I would highly recommend getting recommendations, from others who rolled 6SN7 tubes in their WA6, for specific 6SN7 tubes that have the sound signature you're after, on the WA6.


----------



## housekrl

Zachik said:


> One thing to keep in mind:
> There is a HUGE selection of 6SN7 tubes, and their sound signature could vary A LOT between manufacturers, year or production (manufacturers changed internal design every few years), etc. etc. Also same 6SN7 could sound very different on WA6 than other amps that use that tube type (due to different amp architecture).
> 
> I would highly recommend getting recommendations, from others who rolled 6SN7 tubes in their WA6, for specific 6SN7 tubes that have the sound signature you're after, on the WA6.



I have about 20 pair of 6sn7 tubes from all major manufacturers except Ken Rad. Ken Rad tubes are just too expensive, however I have read that they sound great. While I agree mostly that the sound sig of 6sn7 does vary, I still like all of mine better than any of the other variants available for the WA6. The only one that comes close are the 6fd7 IMO. I own at least 25 pair of tubes that I will never listen too again. I should just sell them. This is only my experience. By all means, get other advise besides mine.


----------



## starNdust

thanks a lot guys  : 

i ended up getting those tubes and i can't really try them as my wa6 hasn't arrived yet : 

1-Sophia as rectifier 






2-sylvania 6fd7 the stock tubes 





3-sylvania vt-99 6F8G, got them for the look only, I have no clue how they sound and i couldn't find any info about them,






4-from the recommendation of housekrl i read the 6sn7 thread and after 4 hours of reading i decided between the Ken Rad  and the RCA  VT-231 Grey glass  and for a money reason i went with the RCA


----------



## housekrl

starNdust said:


> thanks a lot guys  :
> 
> i ended up getting those tubes and i can't really try them as my wa6 hasn't arrived yet :
> 
> ...



Looks like some good choices. Let us know how they sound.


----------



## BobG55 (Apr 18, 2020)

My second day with my new WA6-2nd gen, w/ NOS NIB 1963 RCA 5U4G Rectifier Tube Black Plate &
first day w/ 13FD7 Tubes RCA USA NOS Fat Bottle Black Plate.

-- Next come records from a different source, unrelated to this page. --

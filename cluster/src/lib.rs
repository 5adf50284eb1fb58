mod membership;
mod client;

pub use membership::{Membership, SweepSummary};
pub use client::{HealthProbe, HttpPeerClient};

use chrono::{DateTime, Utc};
use serde::{Deserialize, Serialize};
use std::time::Duration;

#[derive(Debug, Clone, PartialEq, Serialize, Deserialize)]
pub struct Node {
    pub id: String,
    pub address: String,
    pub status: NodeStatus,
    pub last_seen: DateTime<Utc>,
    pub load: f64,
    pub capacity: u64,
    pub used: u64,
    /// Start of the current unhealthy streak, used for expiry.
    #[serde(default, skip_serializing_if = "Option::is_none")]
    pub unhealthy_since: Option<DateTime<Utc>>,
}

#[derive(Debug, Clone, Copy, PartialEq, Eq, Serialize, Deserialize)]
#[serde(rename_all = "lowercase")]
pub enum NodeStatus {
    Unknown,
    Healthy,
    Unhealthy,
    /// Terminal: expired after a long unhealthy streak, reaped on the next sweep.
    Removed,
}

impl Node {
    pub fn new(id: &str, address: &str, capacity: u64) -> Self {
        Self {
            id: id.to_string(),
            address: address.to_string(),
            status: NodeStatus::Unknown,
            last_seen: Utc::now(),
            load: 0.0,
            capacity,
            used: 0,
            unhealthy_since: None,
        }
    }

    /// Unknown peers are eligible straight after registration.
    pub fn is_eligible(&self) -> bool {
        matches!(self.status, NodeStatus::Healthy | NodeStatus::Unknown)
    }

    pub fn utilization(&self) -> f64 {
        if self.capacity == 0 {
            return f64::INFINITY;
        }
        self.used as f64 / self.capacity as f64
    }
}

/// Body of a node registration or heartbeat.
#[derive(Debug, Clone, Serialize, Deserialize)]
pub struct NodeRegistration {
    pub id: String,
    pub address: String,
    #[serde(default)]
    pub load: f64,
    #[serde(default)]
    pub capacity: u64,
    #[serde(default)]
    pub used: u64,
}

impl From<&Node> for NodeRegistration {
    fn from(node: &Node) -> Self {
        Self {
            id: node.id.clone(),
            address: node.address.clone(),
            load: node.load,
            capacity: node.capacity,
            used: node.used,
        }
    }
}

#[derive(Debug, Clone, Serialize, Deserialize)]
pub struct ClusterStats {
    pub total_nodes: usize,
    pub healthy_nodes: usize,
    pub total_capacity: u64,
    pub total_used: u64,
    pub utilization: f64,
    pub nodes: Vec<Node>,
}

#[derive(Debug, Clone)]
pub struct MembershipConfig {
    pub sweep_interval: Duration,
    /// A peer not seen for longer than this is marked unhealthy without a probe.
    pub stale_after: Duration,
    pub probe_timeout: Duration,
    /// A peer unhealthy for longer than this is removed.
    pub expire_after: Duration,
}

impl Default for MembershipConfig {
    fn default() -> Self {
        Self {
            sweep_interval: Duration::from_secs(30),
            stale_after: Duration::from_secs(60),
            probe_timeout: Duration::from_secs(5),
            expire_after: Duration::from_secs(600),
        }
    }
}

pub type Result<T> = std::result::Result<T, ClusterError>;

#[derive(Debug, thiserror::Error)]
pub enum ClusterError {
    #[error("HTTP error: {0}")]
    Http(#[from] reqwest::Error),

    #[error("Invalid peer address: {0}")]
    InvalidAddress(String),

    #[error("Peer rejected request: {0}")]
    Rejected(String),
}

I’m slowly getting used to the tube sound.  So far the best sounding headphone has been my HD650 followed by the HD600 & LCD 2 rev.2.  But the HD650 really shines with the WA6 & rectifier/ tubes combination.   I reluctantly am writing about the so called veil disappearing (I’ve owned the HD650 for years & have never found it to have a veil) with the WA6 but honestly it’s probably mostly a combination made for one another.  I mean, I can hear very detailed percussion sounds even when there are many instruments playing simultaneously;  the instrument separation is pretty good.  One thing many audiophiles forget is that the production of the recorded material is _key _to many variables in sound as opposed to audio equipment being strictly responsible for it’s quality. But the tube sound is definitely there : thick, lush but as already mentioned, detailed and spacious. On some recording even fast transient. I’m pretty happy with this set up so far. It’s a nice change from my other SS amps. 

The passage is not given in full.